We understand that MMC intends to sell a 20% stake in its 70%-owned Port of Tanjung Pelepas(PTP) to fund the SATS acquisition. Recall that newspapers had reported that the Government had allowed the sale of the MMC’s stake in Port of Tanjung Pelepas (PTP) to foreigners. As the approval was not official, MMC would still need to seek the Government’s consent after anagreement has been made - given that the port is viewed as a strategic national asset.
We understand that interested buyers of the stake in PTP include PTP’s minor shareholders A.P. Moller-Maersk and Evergreen Group. MMC had announced that the Minister of Finance (MoF) has granted his approval-in-principle for 2,067 acres of development land in Senai to be gazetted as free zone (commercial and industrial). MoF’s approval was one of the conditions precedent for the completion of the acquisition of SAT and the surrounding land.
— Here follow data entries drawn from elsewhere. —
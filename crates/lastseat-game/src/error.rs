//! Error types for the game state machine.

use crate::{Phase, PlayerId};

/// Errors produced by the round state machine and the roster.
///
/// `InvalidConfig` is a caller mistake. Everything else coming out of a
/// running engine means two parts of it disagree about the world, which the
/// arbiter treats as fatal (except for the claim-notice cases it can safely
/// discard, like a duplicate claim from a retransmit).
#[derive(Debug, thiserror::Error)]
pub enum GameError {
    /// The configuration failed validation.
    #[error("invalid configuration: {0}")]
    InvalidConfig(String),

    /// A phase transition the state machine does not allow.
    #[error("invalid phase transition {from} -> {to}")]
    Phase { from: Phase, to: Phase },

    /// An operation ran in a phase it is not allowed in.
    #[error("operation requires phase {expected}, round is in {actual}")]
    WrongPhase { expected: Phase, actual: Phase },

    /// More claims recorded than the round has seats.
    #[error("round {round}: claim {claimed} recorded for {seats} seats")]
    SeatOverflow { round: u64, claimed: u32, seats: u32 },

    /// The same participant claimed twice in one round.
    #[error("{player} already holds a seat in round {round}")]
    DuplicateClaim { player: PlayerId, round: u64 },

    /// Tried to act on a participant who is already out of the game.
    #[error("{0} is already out of the game")]
    AlreadyOut(PlayerId),

    /// A participant id outside the roster.
    #[error("unknown participant {0}")]
    UnknownPlayer(PlayerId),
}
Even with the free zone status, we think that the price tag of RM9.45 psf for the land is still expensive for the enormous size of the relatively undeveloped Senai land, which would require many years to reach maturity. Our earlier checks with property players around the area indicate that the land should only be worth between RM3psf to RM5 psf. Given the looming global recession and collapsing property prices, we believe the land valuations should be at the lower range currently.

We maintain our SELL recommendation with an unchanged fair value of RM1.00/share, based on a FY09’s PE of 5x, which implies a discount of 65% to our SOP valuation of RM3.00/share.
We expect sentiments on the stock to remain weak given concerns over corporate governance risks and the group’s high net gearing of 2.7x against the backdrop of a potential liquidity crunch.